Exercise data: Begin

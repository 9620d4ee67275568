//! Owner-scoped record services
//!
//! Thin layers over [`crate::store::Records`]. Every lookup is filtered by the
//! acting user, so a record owned by someone else reads as not found.

pub mod accounts;
pub mod analytics;
pub mod assets;
pub mod instructions;
pub mod notifications;
pub mod subscriptions;
pub mod trusted_parties;
pub mod vaults;

pub use accounts::{AccountService, Session};
pub use analytics::{AnalyticsService, DashboardSummary};
pub use assets::AssetService;
pub use instructions::InstructionService;
pub use notifications::NotificationService;
pub use subscriptions::SubscriptionService;
pub use trusted_parties::TrustedPartyService;
pub use vaults::VaultService;
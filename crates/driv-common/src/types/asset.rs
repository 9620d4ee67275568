//! Asset - reference to a digital asset held in a vault

use chrono::{DateTime, Utc};
use serde::{Deserialize, Serialize};

#[derive(Debug, Clone, Copy, PartialEq, Eq, Hash, Serialize, Deserialize)]
#[serde(rename_all = "snake_case")]
pub enum AssetCategory {
    Financial,
    Social,
    Personal,
    Crypto,
    Documents,
    Other,
}

impl AssetCategory {
    pub fn as_str(&self) -> &'static str {
        match self {
            AssetCategory::Financial => "financial",
            AssetCategory::Social => "social",
            AssetCategory::Personal => "personal",
            AssetCategory::Crypto => "crypto",
            AssetCategory::Documents => "documents",
            AssetCategory::Other => "other",
        }
    }
}

impl std::fmt::Display for AssetCategory {
    fn fmt(&self, f: &mut std::fmt::Formatter<'_>) -> std::fmt::Result {
        f.write_str(self.as_str())
    }
}

#[derive(Debug, Clone, PartialEq, Serialize, Deserialize)]
pub struct Asset {
    pub id: String,
    pub vault_id: String,
    pub user_id: String,
    pub name: String,
    pub category: AssetCategory,
    pub description: Option<String>,
    /// Opaque credential blob, encrypted by the caller
    pub credentials: Option<String>,
    pub url: Option<String>,
    pub value: Option<String>,
    pub metadata: Option<serde_json::Map<String, serde_json::Value>>,
    pub created_at: DateTime<Utc>,
}

#[derive(Debug, Clone, Serialize, Deserialize)]
pub struct AssetCreate {
    pub vault_id: String,
    pub name: String,
    pub category: AssetCategory,
    pub description: Option<String>,
    pub credentials: Option<String>,
    pub url: Option<String>,
    pub value: Option<String>,
    pub metadata: Option<serde_json::Map<String, serde_json::Value>>,
}

impl Asset {
    pub fn new(user_id: impl Into<String>, create: AssetCreate) -> Self {
        Self {
            id: crate::new_id(),
            vault_id: create.vault_id,
            user_id: user_id.into(),
            name: create.name,
            category: create.category,
            description: create.description,
            credentials: create.credentials,
            url: create.url,
            value: create.value,
            metadata: create.metadata,
            created_at: Utc::now(),
        }
    }
}
//! Quorum Verifier
//!
//! Decides whether a vault's accumulated death verifications unlock it:
//! 1. Counts verifications of the vault in the `verified` state
//! 2. Counts trusted parties of the vault with the verifier role
//! 3. Applies the configured [`QuorumPolicy`]
//! 4. Writes `is_locked = false` when the threshold is met
//!
//! [`QuorumVerifier::evaluate`] is idempotent and is the single entry point
//! used by submission, status updates, and explicit rechecks. Ownership is
//! checked by the caller.

use std::sync::Arc;

use dashmap::DashMap;
use driv_common::{
    Notification, NotificationCreate, NotificationKind, Result, RoleType, User, Vault,
    VerificationStatus,
};
use serde::{Deserialize, Serialize};
use tokio::sync::Mutex;
use tracing::{debug, info, instrument, warn};

use crate::notify::{send_best_effort, Message, NotificationDispatcher};
use crate::quorum::QuorumPolicy;
use crate::store::{Collection, Filter, Records, Update};

/// How the unlock is written once quorum is met
#[derive(Debug, Clone, Copy, Default, PartialEq, Eq, Serialize, Deserialize)]
#[serde(rename_all = "snake_case")]
pub enum UnlockWrite {
    /// Set `is_locked = false` by id every time quorum is met, and log each time.
    /// Concurrent submissions may both write and both log.
    #[default]
    Unconditional,
    /// Serialize evaluation per vault and only flip `is_locked` from true to
    /// false; the unlock is logged and announced once.
    CompareAndSet,
}

impl std::str::FromStr for UnlockWrite {
    type Err = driv_common::VaultError;

    fn from_str(s: &str) -> std::result::Result<Self, Self::Err> {
        match s {
            "unconditional" => Ok(UnlockWrite::Unconditional),
            "compare_and_set" => Ok(UnlockWrite::CompareAndSet),
            other => Err(driv_common::VaultError::Config(format!(
                "unknown unlock write mode: {other}"
            ))),
        }
    }
}

/// Configuration for the quorum verifier
#[derive(Debug, Clone, Default, PartialEq, Serialize, Deserialize)]
pub struct VerifierConfig {
    pub policy: QuorumPolicy,
    pub unlock_write: UnlockWrite,
    /// Store and send a notification to the vault owner on unlock
    pub notify_on_unlock: bool,
}

/// Result of one quorum evaluation
#[derive(Debug, Clone, PartialEq, Serialize, Deserialize)]
pub struct QuorumOutcome {
    pub vault_id: String,
    /// Verifications in the `verified` state
    pub verified: usize,
    /// Trusted parties with the verifier role
    pub verifiers: usize,
    pub threshold: f64,
    pub met: bool,
    /// Whether this evaluation changed the stored lock flag
    pub unlocked: bool,
}

/// Evaluates and applies the death-verification quorum
pub struct QuorumVerifier {
    config: VerifierConfig,
    records: Records,
    dispatcher: Option<Arc<dyn NotificationDispatcher>>,
    /// Per-vault evaluation locks for [`UnlockWrite::CompareAndSet`], present
    /// only while an evaluation of that vault is running or waiting
    vault_locks: DashMap<String, Arc<Mutex<()>>>,
}

impl QuorumVerifier {
    pub fn new(config: VerifierConfig, records: Records) -> Self {
        Self {
            config,
            records,
            dispatcher: None,
            vault_locks: DashMap::new(),
        }
    }

    /// Set the dispatcher used for unlock notifications
    pub fn with_dispatcher(mut self, dispatcher: Arc<dyn NotificationDispatcher>) -> Self {
        self.dispatcher = Some(dispatcher);
        self
    }

    pub fn config(&self) -> &VerifierConfig {
        &self.config
    }

    /// Count the evidence for `vault_id` and unlock it if quorum is met
    #[instrument(skip(self))]
    pub async fn evaluate(&self, vault_id: &str) -> Result<QuorumOutcome> {
        match self.config.unlock_write {
            UnlockWrite::Unconditional => self.evaluate_unguarded(vault_id).await,
            UnlockWrite::CompareAndSet => {
                let lock = self
                    .vault_locks
                    .entry(vault_id.to_string())
                    .or_default()
                    .clone();
                let outcome = {
                    let _guard = lock.lock().await;
                    self.evaluate_unguarded(vault_id).await
                };
                drop(lock);
                // Only the map's own handle left: nobody holds or awaits this lock
                self.vault_locks
                    .remove_if(vault_id, |_, lock| Arc::strong_count(lock) == 1);
                outcome
            }
        }
    }

    async fn evaluate_unguarded(&self, vault_id: &str) -> Result<QuorumOutcome> {
        let verified = self
            .records
            .count(
                Collection::DeathVerifications,
                &Filter::new()
                    .with("vault_id", vault_id)
                    .with("status", VerificationStatus::Verified.as_str()),
            )
            .await?;

        let verifiers = self
            .records
            .count(
                Collection::TrustedParties,
                &Filter::new()
                    .with("vault_id", vault_id)
                    .with("role", RoleType::Verifier.as_str()),
            )
            .await?;

        let policy = self.config.policy;
        let threshold = policy.threshold(verifiers);
        let met = policy.is_met(verified, verifiers);

        let mut outcome = QuorumOutcome {
            vault_id: vault_id.to_string(),
            verified,
            verifiers,
            threshold,
            met,
            unlocked: false,
        };

        if !met {
            debug!(
                vault_id = %vault_id,
                verified,
                verifiers,
                threshold,
                "Verification threshold not met"
            );
            return Ok(outcome);
        }

        let unlock = Update::new().set("is_locked", false);
        let target = match self.config.unlock_write {
            UnlockWrite::Unconditional => Filter::new().with("id", vault_id),
            UnlockWrite::CompareAndSet => Filter::new().with("id", vault_id).with("is_locked", true),
        };
        let modified = self
            .records
            .update_one(Collection::Vaults, &target, &unlock)
            .await?;
        outcome.unlocked = modified > 0;

        let announce = match self.config.unlock_write {
            UnlockWrite::Unconditional => true,
            UnlockWrite::CompareAndSet => outcome.unlocked,
        };
        if announce {
            info!(
                vault_id = %vault_id,
                verified,
                verifiers,
                threshold,
                policy = %policy,
                "Vault unlocked after verification threshold met"
            );
            if self.config.notify_on_unlock {
                self.notify_owner(&outcome).await?;
            }
        }

        Ok(outcome)
    }

    /// Record an in-app notification for the owner and email them
    async fn notify_owner(&self, outcome: &QuorumOutcome) -> Result<()> {
        let vault: Option<Vault> = self
            .records
            .find_one(Collection::Vaults, &Filter::new().with("id", outcome.vault_id.as_str()))
            .await?;
        let Some(vault) = vault else {
            warn!(vault_id = %outcome.vault_id, "Unlocked vault has no record; skipping notification");
            return Ok(());
        };

        let notification = Notification::new(
            vault.user_id.as_str(),
            NotificationCreate {
                title: "Vault unlocked".to_string(),
                message: format!(
                    "Vault \"{}\" was unlocked after {} verified death verifications.",
                    vault.name, outcome.verified
                ),
                kind: NotificationKind::Alert,
            },
        );
        self.records
            .insert(Collection::Notifications, &notification)
            .await?;

        if let Some(dispatcher) = &self.dispatcher {
            let owner: Option<User> = self
                .records
                .find_one(Collection::Users, &Filter::new().with("id", vault.user_id.as_str()))
                .await?;
            if let Some(owner) = owner {
                send_best_effort(
                    dispatcher.as_ref(),
                    Message::new(owner.email, notification.title, notification.message),
                )
                .await;
            }
        }
        Ok(())
    }
}

impl std::fmt::Debug for QuorumVerifier {
    fn fmt(&self, f: &mut std::fmt::Formatter<'_>) -> std::fmt::Result {
        f.debug_struct("QuorumVerifier")
            .field("config", &self.config)
            .finish_non_exhaustive()
    }
}
//! Error types for the DRIV vault
//!
//! Provides a unified error type plus the storage error raised by document
//! store backends.

use thiserror::Error;

use crate::types::death_verification::VerificationStatus;

/// Result type alias using VaultError
pub type Result<T> = std::result::Result<T, VaultError>;

/// Unified error type for vault operations
#[derive(Debug, Error)]
pub enum VaultError {
    /// Record does not exist or is not owned by the acting user
    #[error("{entity} not found: {id}")]
    NotFound { entity: &'static str, id: String },

    #[error("Validation error: {0}")]
    Validation(String),

    #[error("Invalid status transition: {from} -> {to}")]
    InvalidTransition {
        from: VerificationStatus,
        to: VerificationStatus,
    },

    #[error("Conflict: {0}")]
    Conflict(String),

    #[error("Invalid authentication credentials")]
    Unauthorized,

    #[error("Storage error: {0}")]
    Storage(#[from] StoreError),

    #[error("Serialization error: {0}")]
    Serialization(String),

    #[error("Configuration error: {0}")]
    Config(String),
}

impl VaultError {
    pub fn not_found(entity: &'static str, id: impl Into<String>) -> Self {
        VaultError::NotFound {
            entity,
            id: id.into(),
        }
    }

    pub fn is_not_found(&self) -> bool {
        matches!(self, VaultError::NotFound { .. })
    }

    /// Malformed input or a forbidden state change
    pub fn is_validation(&self) -> bool {
        matches!(
            self,
            VaultError::Validation(_) | VaultError::InvalidTransition { .. }
        )
    }
}

/// Errors from document store operations
#[derive(Debug, Clone, Error)]
pub enum StoreError {
    #[error("Document is not a JSON object")]
    NotAnObject,

    #[error("Store is closed")]
    Closed,

    #[error("Backend error: {0}")]
    Backend(String),
}

impl From<serde_json::Error> for VaultError {
    fn from(err: serde_json::Error) -> Self {
        VaultError::Serialization(err.to_string())
    }
}

impl From<anyhow::Error> for VaultError {
    fn from(err: anyhow::Error) -> Self {
        VaultError::Config(err.to_string())
    }
}
//! Vault - owner's container for digital assets
//!
//! A vault is created unlocked. The only lock transition this system performs
//! is the unlock written by the quorum verifier once enough death
//! verifications are verified; setting `is_locked = true` happens elsewhere.

use chrono::{DateTime, Utc};
use serde::{Deserialize, Serialize};

#[derive(Debug, Clone, PartialEq, Serialize, Deserialize)]
pub struct Vault {
    pub id: String,
    /// Owner
    pub user_id: String,
    pub name: String,
    pub description: Option<String>,
    #[serde(default)]
    pub is_locked: bool,
    pub created_at: DateTime<Utc>,
    pub updated_at: DateTime<Utc>,
}

/// Owner-supplied fields for a new vault
#[derive(Debug, Clone, Serialize, Deserialize)]
pub struct VaultCreate {
    pub name: String,
    pub description: Option<String>,
}

impl Vault {
    pub fn new(user_id: impl Into<String>, create: VaultCreate) -> Self {
        let now = Utc::now();
        Self {
            id: crate::new_id(),
            user_id: user_id.into(),
            name: create.name,
            description: create.description,
            is_locked: false,
            created_at: now,
            updated_at: now,
        }
    }

    /// Default vault provisioned with every account
    pub fn primary(user_id: impl Into<String>) -> Self {
        Self::new(
            user_id,
            VaultCreate {
                name: crate::DEFAULT_VAULT_NAME.to_string(),
                description: Some(crate::DEFAULT_VAULT_DESCRIPTION.to_string()),
            },
        )
    }
}
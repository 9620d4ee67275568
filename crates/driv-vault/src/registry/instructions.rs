//! Legacy instructions attached to vaults

use driv_common::{Actor, LegacyInstruction, LegacyInstructionCreate, Result, VaultError};
use tracing::{info, instrument};

use super::vaults::require_owned_vault;
use crate::store::{Collection, Filter, Records};

#[derive(Debug, Clone)]
pub struct InstructionService {
    records: Records,
    list_limit: usize,
}

impl InstructionService {
    pub fn new(records: Records, list_limit: usize) -> Self {
        Self { records, list_limit }
    }

    #[instrument(skip(self, create), fields(user_id = %actor.user_id, vault_id = %create.vault_id))]
    pub async fn create(
        &self,
        actor: &Actor,
        create: LegacyInstructionCreate,
    ) -> Result<LegacyInstruction> {
        require_owned_vault(&self.records, actor, &create.vault_id).await?;
        let instruction = LegacyInstruction::new(actor.user_id.as_str(), create);
        self.records
            .insert(Collection::LegacyInstructions, &instruction)
            .await?;
        info!(instruction_id = %instruction.id, "Legacy instruction stored");
        Ok(instruction)
    }

    pub async fn list(
        &self,
        actor: &Actor,
        vault_id: Option<&str>,
    ) -> Result<Vec<LegacyInstruction>> {
        let filter = Filter::new()
            .with("user_id", actor.user_id.as_str())
            .with_opt("vault_id", vault_id);
        self.records
            .find(Collection::LegacyInstructions, &filter, Some(self.list_limit))
            .await
    }

    pub async fn delete(&self, actor: &Actor, instruction_id: &str) -> Result<()> {
        let deleted = self
            .records
            .delete_one(
                Collection::LegacyInstructions,
                &Filter::new()
                    .with("id", instruction_id)
                    .with("user_id", actor.user_id.as_str()),
            )
            .await?;
        if deleted == 0 {
            return Err(VaultError::not_found("Legacy instruction", instruction_id));
        }
        Ok(())
    }
}

#[cfg(test)]
mod tests {
    use super::*;
    use crate::store::InMemoryStore;
    use driv_common::{ActionType, Vault};
    use std::sync::Arc;

    #[tokio::test]
    async fn test_instructions_scoped_to_owner_and_vault() {
        let records = Records::new(Arc::new(InMemoryStore::new()));
        let first = Vault::primary("alice");
        let second = Vault::primary("alice");
        records.insert(Collection::Vaults, &first).await.unwrap();
        records.insert(Collection::Vaults, &second).await.unwrap();
        let service = InstructionService::new(records, 100);
        let alice = Actor::new("alice");

        let create = |vault_id: &str| LegacyInstructionCreate {
            vault_id: vault_id.to_string(),
            action_type: ActionType::SendMessage,
            title: "Letter to family".into(),
            description: None,
            target_email: Some("family@example.com".into()),
            message_content: Some("Thank you for everything.".into()),
            delay_days: 7,
        };
        let a = service.create(&alice, create(&first.id)).await.unwrap();
        let b = service.create(&alice, create(&second.id)).await.unwrap();
        assert!(!a.is_executed);
        assert_eq!(a.delay_days, 7);

        assert_eq!(service.list(&alice, Some(&second.id)).await.unwrap(), vec![b]);
        assert_eq!(service.list(&alice, None).await.unwrap().len(), 2);

        let bob = Actor::new("bob");
        assert!(service.list(&bob, None).await.unwrap().is_empty());
        assert!(service.delete(&bob, &a.id).await.unwrap_err().is_not_found());
        service.delete(&alice, &a.id).await.unwrap();
        assert!(service.delete(&alice, &a.id).await.unwrap_err().is_not_found());
    }
}
//! TrustedParty - person designated by the vault owner
//!
//! Only parties with [`RoleType::Verifier`] count toward the death-verification
//! quorum. `has_signed` tracks an unrelated acknowledgement and is never read
//! by the quorum verifier.

use chrono::{DateTime, Utc};
use serde::{Deserialize, Serialize};

use crate::error::VaultError;

#[derive(Debug, Clone, Copy, PartialEq, Eq, Hash, Serialize, Deserialize)]
#[serde(rename_all = "snake_case")]
pub enum RoleType {
    Heir,
    Verifier,
    Executor,
}

impl RoleType {
    pub fn as_str(&self) -> &'static str {
        match self {
            RoleType::Heir => "heir",
            RoleType::Verifier => "verifier",
            RoleType::Executor => "executor",
        }
    }
}

impl std::fmt::Display for RoleType {
    fn fmt(&self, f: &mut std::fmt::Formatter<'_>) -> std::fmt::Result {
        f.write_str(self.as_str())
    }
}

impl std::str::FromStr for RoleType {
    type Err = VaultError;

    fn from_str(s: &str) -> Result<Self, Self::Err> {
        match s {
            "heir" => Ok(RoleType::Heir),
            "verifier" => Ok(RoleType::Verifier),
            "executor" => Ok(RoleType::Executor),
            other => Err(VaultError::Validation(format!("unknown role: {other}"))),
        }
    }
}

#[derive(Debug, Clone, PartialEq, Serialize, Deserialize)]
pub struct TrustedParty {
    pub id: String,
    pub vault_id: String,
    /// Vault owner who designated this party
    pub user_id: String,
    pub name: String,
    pub email: String,
    pub role: RoleType,
    pub phone: Option<String>,
    pub relationship: Option<String>,
    #[serde(default)]
    pub has_signed: bool,
    pub signed_at: Option<DateTime<Utc>>,
    pub created_at: DateTime<Utc>,
}

#[derive(Debug, Clone, Serialize, Deserialize)]
pub struct TrustedPartyCreate {
    pub vault_id: String,
    pub name: String,
    pub email: String,
    pub role: RoleType,
    pub phone: Option<String>,
    pub relationship: Option<String>,
}

impl TrustedParty {
    pub fn new(user_id: impl Into<String>, create: TrustedPartyCreate) -> Self {
        Self {
            id: crate::new_id(),
            vault_id: create.vault_id,
            user_id: user_id.into(),
            name: create.name,
            email: create.email,
            role: create.role,
            phone: create.phone,
            relationship: create.relationship,
            has_signed: false,
            signed_at: None,
            created_at: Utc::now(),
        }
    }

    #[inline]
    pub fn is_verifier(&self) -> bool {
        self.role == RoleType::Verifier
    }
}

Exercise data: End

Lines from the top of the entries above to the line that contains "held in a vault" should be set down exactly, please, with both ends kept and nothing added.

repository 9620d4ee67275568
//! Owner-scoped record services
//!
//! Thin layers over [`crate::store::Records`]. Every lookup is filtered by the
//! acting user, so a record owned by someone else reads as not found.

pub mod accounts;
pub mod analytics;
pub mod assets;
pub mod instructions;
pub mod notifications;
pub mod subscriptions;
pub mod trusted_parties;
pub mod vaults;

pub use accounts::{AccountService, Session};
pub use analytics::{AnalyticsService, DashboardSummary};
pub use assets::AssetService;
pub use instructions::InstructionService;
pub use notifications::NotificationService;
pub use subscriptions::SubscriptionService;
pub use trusted_parties::TrustedPartyService;
pub use vaults::VaultService;
filename crates/driv-common/src/types/asset.rs
repository 9620d4ee67275568
//! Asset - reference to a digital asset held in a vault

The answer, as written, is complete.